_TASK DETAILS_
Take every line from the entries below that includes the word "Option" and copy it.

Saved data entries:
---

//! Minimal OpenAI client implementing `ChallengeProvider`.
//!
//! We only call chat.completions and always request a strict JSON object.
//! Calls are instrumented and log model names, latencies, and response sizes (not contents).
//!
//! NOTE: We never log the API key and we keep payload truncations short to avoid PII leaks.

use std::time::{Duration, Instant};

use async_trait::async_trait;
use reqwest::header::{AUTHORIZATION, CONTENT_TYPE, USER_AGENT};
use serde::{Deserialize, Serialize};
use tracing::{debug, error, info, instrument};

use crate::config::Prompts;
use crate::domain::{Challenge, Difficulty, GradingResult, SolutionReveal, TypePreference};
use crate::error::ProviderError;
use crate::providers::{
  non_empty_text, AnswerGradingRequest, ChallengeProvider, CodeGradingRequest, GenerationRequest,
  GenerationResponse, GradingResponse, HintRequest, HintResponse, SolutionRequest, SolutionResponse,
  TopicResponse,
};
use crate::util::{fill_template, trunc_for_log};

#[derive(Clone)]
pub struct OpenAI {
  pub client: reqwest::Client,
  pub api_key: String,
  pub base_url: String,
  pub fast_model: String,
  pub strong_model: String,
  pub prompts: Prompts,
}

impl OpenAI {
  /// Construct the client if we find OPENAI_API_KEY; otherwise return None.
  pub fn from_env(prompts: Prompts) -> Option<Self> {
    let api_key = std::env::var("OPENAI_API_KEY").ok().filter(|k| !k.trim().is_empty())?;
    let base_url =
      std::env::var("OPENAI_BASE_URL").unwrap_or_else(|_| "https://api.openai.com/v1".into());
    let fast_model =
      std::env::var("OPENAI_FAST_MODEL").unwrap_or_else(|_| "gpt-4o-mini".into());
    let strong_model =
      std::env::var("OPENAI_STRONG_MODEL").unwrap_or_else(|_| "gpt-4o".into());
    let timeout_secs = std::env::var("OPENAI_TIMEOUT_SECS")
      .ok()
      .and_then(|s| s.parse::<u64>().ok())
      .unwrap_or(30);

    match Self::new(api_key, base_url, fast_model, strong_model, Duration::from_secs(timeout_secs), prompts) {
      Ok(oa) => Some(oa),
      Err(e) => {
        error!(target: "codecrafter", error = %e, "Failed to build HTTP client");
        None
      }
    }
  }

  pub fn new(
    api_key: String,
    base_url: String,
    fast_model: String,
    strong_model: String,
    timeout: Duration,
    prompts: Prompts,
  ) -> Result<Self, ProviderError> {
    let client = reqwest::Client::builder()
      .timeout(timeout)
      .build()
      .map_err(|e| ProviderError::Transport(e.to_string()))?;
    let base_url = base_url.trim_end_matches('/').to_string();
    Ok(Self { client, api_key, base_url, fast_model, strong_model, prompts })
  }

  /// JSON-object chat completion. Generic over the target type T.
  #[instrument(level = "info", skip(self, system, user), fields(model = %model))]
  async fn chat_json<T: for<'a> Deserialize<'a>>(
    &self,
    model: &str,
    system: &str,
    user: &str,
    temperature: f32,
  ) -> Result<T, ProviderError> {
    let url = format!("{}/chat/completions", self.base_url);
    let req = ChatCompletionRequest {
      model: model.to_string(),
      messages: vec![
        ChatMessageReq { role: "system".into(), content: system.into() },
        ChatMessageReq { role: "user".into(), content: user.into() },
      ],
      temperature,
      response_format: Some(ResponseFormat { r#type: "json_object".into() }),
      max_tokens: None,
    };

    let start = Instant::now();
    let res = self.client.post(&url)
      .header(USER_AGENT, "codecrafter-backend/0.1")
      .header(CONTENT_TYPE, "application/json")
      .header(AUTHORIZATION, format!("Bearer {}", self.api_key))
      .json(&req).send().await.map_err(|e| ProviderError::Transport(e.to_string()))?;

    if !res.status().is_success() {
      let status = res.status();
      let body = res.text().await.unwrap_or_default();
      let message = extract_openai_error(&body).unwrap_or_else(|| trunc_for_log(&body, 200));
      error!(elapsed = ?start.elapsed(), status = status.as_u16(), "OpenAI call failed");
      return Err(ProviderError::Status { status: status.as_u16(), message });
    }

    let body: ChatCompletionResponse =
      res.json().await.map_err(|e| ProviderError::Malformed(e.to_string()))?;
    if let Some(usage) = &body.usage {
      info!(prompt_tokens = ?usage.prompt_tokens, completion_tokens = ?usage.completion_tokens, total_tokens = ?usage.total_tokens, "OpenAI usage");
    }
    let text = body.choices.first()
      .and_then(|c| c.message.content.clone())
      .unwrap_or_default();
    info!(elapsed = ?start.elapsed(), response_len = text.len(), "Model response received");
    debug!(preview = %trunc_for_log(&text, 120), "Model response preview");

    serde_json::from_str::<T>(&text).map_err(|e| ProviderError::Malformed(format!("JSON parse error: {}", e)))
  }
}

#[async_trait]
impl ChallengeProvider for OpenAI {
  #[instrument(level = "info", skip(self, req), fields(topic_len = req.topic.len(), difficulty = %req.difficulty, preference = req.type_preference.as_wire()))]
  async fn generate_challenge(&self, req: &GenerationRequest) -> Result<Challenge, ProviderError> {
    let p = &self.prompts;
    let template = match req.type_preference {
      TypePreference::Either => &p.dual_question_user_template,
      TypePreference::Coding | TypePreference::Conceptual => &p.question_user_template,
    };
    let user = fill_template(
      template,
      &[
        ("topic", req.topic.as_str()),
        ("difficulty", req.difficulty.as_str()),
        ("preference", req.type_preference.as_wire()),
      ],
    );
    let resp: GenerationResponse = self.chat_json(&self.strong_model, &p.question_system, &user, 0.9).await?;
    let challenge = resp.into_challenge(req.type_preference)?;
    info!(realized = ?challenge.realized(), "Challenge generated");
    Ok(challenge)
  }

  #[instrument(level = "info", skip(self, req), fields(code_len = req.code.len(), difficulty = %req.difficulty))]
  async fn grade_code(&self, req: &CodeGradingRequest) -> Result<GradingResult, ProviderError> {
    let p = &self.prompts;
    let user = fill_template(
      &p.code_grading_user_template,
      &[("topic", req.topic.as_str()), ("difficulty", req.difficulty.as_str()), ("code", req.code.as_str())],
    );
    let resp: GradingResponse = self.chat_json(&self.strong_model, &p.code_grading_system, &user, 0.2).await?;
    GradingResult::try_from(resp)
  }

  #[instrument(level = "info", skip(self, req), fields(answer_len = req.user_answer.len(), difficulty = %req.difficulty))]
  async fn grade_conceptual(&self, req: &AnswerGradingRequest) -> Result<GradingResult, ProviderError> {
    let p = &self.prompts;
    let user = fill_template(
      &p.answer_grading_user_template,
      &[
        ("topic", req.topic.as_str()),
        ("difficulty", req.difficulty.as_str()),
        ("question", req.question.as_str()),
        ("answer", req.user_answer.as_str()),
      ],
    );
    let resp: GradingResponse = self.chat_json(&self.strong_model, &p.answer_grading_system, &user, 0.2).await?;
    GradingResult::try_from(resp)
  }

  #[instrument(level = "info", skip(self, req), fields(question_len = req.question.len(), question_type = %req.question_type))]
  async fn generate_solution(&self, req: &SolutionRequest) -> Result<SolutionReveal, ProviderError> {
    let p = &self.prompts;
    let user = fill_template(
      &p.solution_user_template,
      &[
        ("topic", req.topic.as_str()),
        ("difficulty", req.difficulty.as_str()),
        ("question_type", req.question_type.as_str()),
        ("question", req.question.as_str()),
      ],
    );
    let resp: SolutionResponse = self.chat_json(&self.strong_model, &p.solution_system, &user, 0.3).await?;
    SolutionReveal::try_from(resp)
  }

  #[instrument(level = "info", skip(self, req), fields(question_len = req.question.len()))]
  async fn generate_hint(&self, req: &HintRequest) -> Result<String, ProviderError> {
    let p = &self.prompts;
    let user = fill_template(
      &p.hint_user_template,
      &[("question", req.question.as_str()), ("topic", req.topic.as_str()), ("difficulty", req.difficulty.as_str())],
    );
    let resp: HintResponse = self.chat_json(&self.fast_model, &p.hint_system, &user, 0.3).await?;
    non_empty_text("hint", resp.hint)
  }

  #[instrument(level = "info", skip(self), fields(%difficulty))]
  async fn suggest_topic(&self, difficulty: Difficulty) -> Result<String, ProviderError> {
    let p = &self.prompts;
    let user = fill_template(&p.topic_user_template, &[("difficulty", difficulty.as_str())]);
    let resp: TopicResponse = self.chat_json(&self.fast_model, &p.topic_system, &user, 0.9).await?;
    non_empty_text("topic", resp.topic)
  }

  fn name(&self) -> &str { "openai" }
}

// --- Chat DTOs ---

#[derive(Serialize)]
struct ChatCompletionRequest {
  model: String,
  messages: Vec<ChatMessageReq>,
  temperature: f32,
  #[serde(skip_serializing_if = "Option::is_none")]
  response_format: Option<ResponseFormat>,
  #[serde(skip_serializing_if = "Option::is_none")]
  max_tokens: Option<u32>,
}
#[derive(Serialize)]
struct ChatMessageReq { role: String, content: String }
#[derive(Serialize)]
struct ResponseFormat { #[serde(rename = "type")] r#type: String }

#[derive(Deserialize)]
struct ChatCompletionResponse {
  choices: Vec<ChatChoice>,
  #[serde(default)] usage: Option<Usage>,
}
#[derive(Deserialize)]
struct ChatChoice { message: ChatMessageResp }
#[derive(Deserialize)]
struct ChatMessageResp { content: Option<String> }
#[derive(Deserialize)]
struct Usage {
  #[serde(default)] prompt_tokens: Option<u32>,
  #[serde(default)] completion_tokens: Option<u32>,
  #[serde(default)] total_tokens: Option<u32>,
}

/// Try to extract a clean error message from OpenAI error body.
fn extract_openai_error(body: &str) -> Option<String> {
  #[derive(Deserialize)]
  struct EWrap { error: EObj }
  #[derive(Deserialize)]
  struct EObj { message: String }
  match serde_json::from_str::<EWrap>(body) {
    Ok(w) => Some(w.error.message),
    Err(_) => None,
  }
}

---

_RESULT FOR THIS TASK_
  pub fn from_env(prompts: Prompts) -> Option<Self> {
  #[serde(skip_serializing_if = "Option::is_none")]
  response_format: Option<ResponseFormat>,
  #[serde(skip_serializing_if = "Option::is_none")]
  max_tokens: Option<u32>,
  #[serde(default)] usage: Option<Usage>,
struct ChatMessageResp { content: Option<String> }
  #[serde(default)] prompt_tokens: Option<u32>,
  #[serde(default)] completion_tokens: Option<u32>,
  #[serde(default)] total_tokens: Option<u32>,
fn extract_openai_error(body: &str) -> Option<String> {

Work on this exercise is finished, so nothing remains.